Allegheny's utility business is buying power to supply customers
once rate caps expire at the end of next year. Customers can either
shop for a supplier or stay with the utility, which passes through
the energy costs.
Across the country, electricity prices have been hit by weak
demand and a sharp drop in natural gas prices from highs in the
summer of 2008. Prices have declined with each auction Allegheny
has held. The average price for residential supply in the third
auction, which state regulators approved Friday, was 10.3% and 8.9%
below auctions held in April and June, respectively.
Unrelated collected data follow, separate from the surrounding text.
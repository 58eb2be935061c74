//! Outbound adapters implementing the domain ports.
//!
//! - **backend**: reqwest client for the loan backend's REST API
//! - **memory**: in-process backend honouring the same rules, for tests and
//!   demo mode
//!
//! Adapters translate between wire formats and domain types. They hold no
//! portal policy; the backend remains the authority on every rule.

pub mod backend;
pub mod memory;
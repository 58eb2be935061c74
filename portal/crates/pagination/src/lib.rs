//! Pagination primitives shared by the loan portal listings.
//!
//! The backend collaborator returns Spring-style page envelopes. This crate
//! models that envelope ([`Page`]), the request that produced it
//! ([`PageRequest`]), and the client-side cursor that walks through pages
//! ([`Pager`]). The pager treats the last observed `totalPages` as the upper
//! bound, so moving past either edge is a no-op rather than an error.

mod page;
mod pager;
mod request;

pub use page::Page;
pub use pager::Pager;
pub use request::{DEFAULT_PAGE_SIZE, MAX_PAGE_SIZE, PageRequest, PageRequestError};
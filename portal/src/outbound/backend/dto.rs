//! Wire shapes that exist only at the backend boundary.
//!
//! Loans, pages and user accounts decode straight into domain types; the
//! DTOs here cover request bodies and the responses that need translating.

use serde::{Deserialize, Serialize};
use serde_json::Value;

use crate::domain::{BearerToken, Email, Identity, Role};

#[derive(Serialize)]
pub(super) struct LoginRequestDto<'a> {
    pub(super) email: &'a str,
    pub(super) password: &'a str,
}

#[derive(Deserialize)]
pub(super) struct LoginResponseDto {
    token: String,
}

impl LoginResponseDto {
    pub(super) fn into_token(self) -> Result<BearerToken, String> {
        BearerToken::new(self.token).map_err(|error| error.to_string())
    }
}

/// `GET /users/me`: the backend's user document. Password hashes and other
/// fields are ignored.
#[derive(Deserialize)]
pub(super) struct MeResponseDto {
    #[serde(default)]
    id: Option<String>,
    email: String,
    role: String,
}

impl MeResponseDto {
    pub(super) fn into_identity(self) -> Result<Identity, String> {
        let email = Email::new(&self.email).map_err(|error| format!("email: {error}"))?;
        let role = self
            .role
            .parse::<Role>()
            .map_err(|error| format!("role: {error}"))?;
        Ok(Identity {
            id: self.id.filter(|id| !id.trim().is_empty()),
            email,
            role,
        })
    }
}

#[derive(Serialize)]
#[serde(rename_all = "camelCase")]
pub(super) struct RejectRequestDto<'a> {
    pub(super) rejection_reason: &'a str,
}

#[derive(Serialize)]
pub(super) struct EmptyBodyDto {}

#[derive(Serialize)]
pub(super) struct NewUserRequestDto<'a> {
    pub(super) email: &'a str,
    pub(super) password: &'a str,
    pub(super) role: Role,
}

#[derive(Serialize)]
pub(super) struct ActiveRequestDto {
    pub(super) active: bool,
}

/// Error envelope of the backend. `message` is either a string or a map of
/// field names to validation messages.
#[derive(Deserialize)]
pub(super) struct ErrorBodyDto {
    #[serde(default)]
    message: Option<Value>,
    #[serde(default)]
    error: Option<String>,
}

impl ErrorBodyDto {
    pub(super) fn describe(self) -> Option<String> {
        let from_message = match self.message {
            Some(Value::String(text)) => Some(text),
            Some(Value::Object(fields)) => {
                let joined = fields
                    .iter()
                    .map(|(field, reason)| match reason {
                        Value::String(text) => format!("{field}: {text}"),
                        other => format!("{field}: {other}"),
                    })
                    .collect::<Vec<_>>()
                    .join("; ");
                Some(joined)
            }
            _ => None,
        };
        from_message
            .or(self.error)
            .map(|text| text.trim().to_owned())
            .filter(|text| !text.is_empty())
    }
}
//! REST adapter for the loan backend.
//!
//! One [`BackendClient`] implements every backend-facing port. Requests carry
//! the session's bearer token and the current trace identifier; responses are
//! decoded into domain types and failures into `GatewayError`.

mod auth;
mod client;
mod dto;
mod loans;
mod users;

pub use client::BackendClient;
//! Readiness and liveness probes for the orchestrator.
//!
//! The portal becomes ready once its backend gateway is wired and the
//! listener is bound; it stops being live when shutdown starts so traffic
//! drains before the process exits.

use std::sync::atomic::{AtomicBool, Ordering};

use actix_web::{HttpResponse, get, http::header, web};
use serde::Serialize;

/// Probe flags shared by every worker.
pub struct HealthState {
    ready: AtomicBool,
    live: AtomicBool,
}

impl Default for HealthState {
    fn default() -> Self {
        Self {
            ready: AtomicBool::new(false),
            live: AtomicBool::new(true),
        }
    }
}

impl HealthState {
    /// Not ready, but live.
    pub fn new() -> Self {
        Self::default()
    }

    /// Start accepting traffic.
    pub fn mark_ready(&self) {
        self.ready.store(true, Ordering::Release);
    }

    /// Fail liveness so the orchestrator stops routing to this instance.
    pub fn mark_unhealthy(&self) {
        self.live.store(false, Ordering::Release);
    }

    pub fn is_ready(&self) -> bool {
        self.ready.load(Ordering::Acquire)
    }

    pub fn is_alive(&self) -> bool {
        self.live.load(Ordering::Acquire)
    }
}

/// Body of both probes.
#[derive(Debug, Serialize, utoipa::ToSchema)]
pub struct ProbeReport {
    #[schema(example = "ok")]
    pub status: &'static str,
}

fn probe_response(probe_ok: bool) -> HttpResponse {
    let (mut response, status) = if probe_ok {
        (HttpResponse::Ok(), "ok")
    } else {
        (HttpResponse::ServiceUnavailable(), "unavailable")
    };
    response
        .insert_header((header::CACHE_CONTROL, "no-store"))
        .json(ProbeReport { status })
}

/// Readiness probe.
#[utoipa::path(
    get,
    path = "/health/ready",
    tags = ["health"],
    security([]),
    responses(
        (status = 200, description = "Ready to serve", body = ProbeReport),
        (status = 503, description = "Still starting", body = ProbeReport)
    )
)]
#[get("/health/ready")]
pub async fn ready(state: web::Data<HealthState>) -> HttpResponse {
    probe_response(state.is_ready())
}

/// Liveness probe.
#[utoipa::path(
    get,
    path = "/health/live",
    tags = ["health"],
    security([]),
    responses(
        (status = 200, description = "Alive", body = ProbeReport),
        (status = 503, description = "Draining for shutdown", body = ProbeReport)
    )
)]
#[get("/health/live")]
pub async fn live(state: web::Data<HealthState>) -> HttpResponse {
    probe_response(state.is_alive())
}
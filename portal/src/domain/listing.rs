//! Loan listing policy: visibility and pagination state for loan pages.
//!
//! Administrators see every record, soft-deleted ones included. Everyone
//! else sees the page with deleted records removed; the totals stay as the
//! backend reported them, so a user's page can show fewer rows than its
//! size while `totalElements` still counts the hidden ones.

use std::sync::Arc;

use pagination::{Page, PageRequest, PageRequestError, Pager};
use serde::{Deserialize, Serialize};
use tracing::debug;

use super::ports::LoanGateway;
use super::{Error, Loan, LoanStatus, Role, Session};

/// Page size used for the dashboard statistics query.
pub const STATS_PAGE_SIZE: u32 = 1000;

/// Filter and cursor of one listing route, kept across requests.
#[derive(Debug, Clone, Copy, PartialEq, Eq, Default, Serialize, Deserialize)]
#[serde(rename_all = "camelCase")]
pub struct ListingState {
    pub status_filter: Option<LoanStatus>,
    pub pager: Pager,
}

impl ListingState {
    /// Fresh state at page 0 with `page_size` rows per page.
    pub fn new(page_size: u32) -> Result<Self, PageRequestError> {
        Ok(Self {
            status_filter: None,
            pager: Pager::new(page_size)?,
        })
    }

    /// Route entry: apply `filter` and go back to page 0.
    pub fn enter(&mut self, filter: Option<LoanStatus>) {
        self.status_filter = filter;
        self.pager.reset();
    }

    /// A mutation succeeded: back to page 0, filter kept.
    pub fn after_mutation(&mut self) {
        self.pager.reset();
    }
}

/// Apply the visibility rule for `role`.
///
/// # Examples
/// ```
/// use pagination::{Page, PageRequest};
/// use portal::domain::{visible_page, Role};
///
/// let page = Page::assemble(Vec::new(), PageRequest::default(), 0);
/// assert!(visible_page(page, Role::User).empty);
/// ```
pub fn visible_page(page: Page<Loan>, role: Role) -> Page<Loan> {
    match role {
        Role::Admin => page,
        Role::User => page.retain(|loan| !loan.deleted),
    }
}

/// Per-status counts shown on the dashboard.
#[derive(Debug, Clone, Copy, Default, PartialEq, Eq, Serialize)]
#[serde(rename_all = "camelCase")]
pub struct DashboardStats {
    pub total: u64,
    pub draft: u64,
    pub submitted: u64,
    pub under_review: u64,
    pub approved: u64,
    pub rejected: u64,
}

impl DashboardStats {
    /// Count the loans in `loans`.
    pub fn tally<'a>(loans: impl IntoIterator<Item = &'a Loan>) -> Self {
        loans.into_iter().fold(Self::default(), |mut stats, loan| {
            stats.total += 1;
            match loan.status {
                LoanStatus::Draft => stats.draft += 1,
                LoanStatus::Submitted => stats.submitted += 1,
                LoanStatus::UnderReview => stats.under_review += 1,
                LoanStatus::Approved => stats.approved += 1,
                LoanStatus::Rejected => stats.rejected += 1,
            }
            stats
        })
    }
}

/// Fetches loan pages and applies the visibility rule.
#[derive(Clone)]
pub struct LoanListing {
    loans: Arc<dyn LoanGateway>,
}

impl LoanListing {
    /// Listing over the given gateway.
    pub fn new(loans: Arc<dyn LoanGateway>) -> Self {
        Self { loans }
    }

    /// Request the full page and return the subset `session` may see.
    pub async fn list_loans(
        &self,
        session: &Session,
        request: PageRequest,
        status_filter: Option<LoanStatus>,
    ) -> Result<Page<Loan>, Error> {
        let page = self
            .loans
            .list(session.token(), request, status_filter)
            .await?;
        debug!(
            page = request.page(),
            size = request.size(),
            status = ?status_filter,
            returned = page.content.len(),
            "loan page fetched"
        );
        Ok(visible_page(page, session.role()))
    }

    /// Load the page `state` points at and record the reported bounds.
    pub async fn load(&self, session: &Session, state: &mut ListingState) -> Result<Page<Loan>, Error> {
        let page = self
            .list_loans(session, state.pager.request(), state.status_filter)
            .await?;
        state.pager.observe(&page);
        Ok(page)
    }

    /// Move forward one page; `None` at the last page, without a request.
    pub async fn next_page(
        &self,
        session: &Session,
        state: &mut ListingState,
    ) -> Result<Option<Page<Loan>>, Error> {
        if !state.pager.next() {
            return Ok(None);
        }
        self.load(session, state).await.map(Some)
    }

    /// Move back one page; `None` at page 0, without a request.
    pub async fn previous_page(
        &self,
        session: &Session,
        state: &mut ListingState,
    ) -> Result<Option<Page<Loan>>, Error> {
        if !state.pager.previous() {
            return Ok(None);
        }
        self.load(session, state).await.map(Some)
    }

    /// Counts over the first [`STATS_PAGE_SIZE`] visible loans.
    pub async fn dashboard_stats(&self, session: &Session) -> Result<DashboardStats, Error> {
        let request = PageRequest::first(STATS_PAGE_SIZE)
            .map_err(|err| Error::internal(format!("invalid statistics page: {err}")))?;
        let page = self.list_loans(session, request, None).await?;
        Ok(DashboardStats::tally(&page.content))
    }
}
The price for
small and medium commercial customers also cleared lower at $67.24
a megawatt hour.
In a filing with U.S. Securities and Exchange Commission,
Allegheny estimated the new contracts will result in an increased
energy margin of $10 a megawatt-hour before taxes for 2011 compared
to 2010. The contracts in the auction were for 17 and 29 months and
represented about 1.8 million megawatt-hours of total generation
supply.
Allegheny has scheduled five additional auctions to finish
buying supply for the 29-month period starting Jan. 1, 2011.
Allegheny estimates that if the remaining auction produces prices
in line with the average of the first three auctions, a typical
residential customer bill in 2011 will increase $8.74, or 9.6%, a
month over 2010 levels.
Other Pennsylvania utilities are going through similar processes
as the state moves to market-based prices from rate caps. PPL Corp.
(PPL) will see rate caps for its customers expire at the end of the
year, while utilities owned by Exelon Corp. (EXC) and FirstEnergy
Corp. (FE) will move to market-based rates in 2011.
Shares of Allegheny ended up 1.6% at $26.42.